• Description of the task
Within the listing below, show every line that contains the word "loader".
Segment Open
//! Selector registry: the only place literal XML names live.

pub mod compile;
pub mod loader;
pub mod schema;
pub mod version;

pub use compile::{compile, CompileError, CompileIssue, Registry, SymbolKind};
pub use loader::{load_from_path, load_from_str, load_layers, RegistryError};
pub use schema::{RegistryDocument, RegistryMeta};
Segment Closed
• Reply
pub mod loader;
pub use loader::{load_from_path, load_from_str, load_layers, RegistryError};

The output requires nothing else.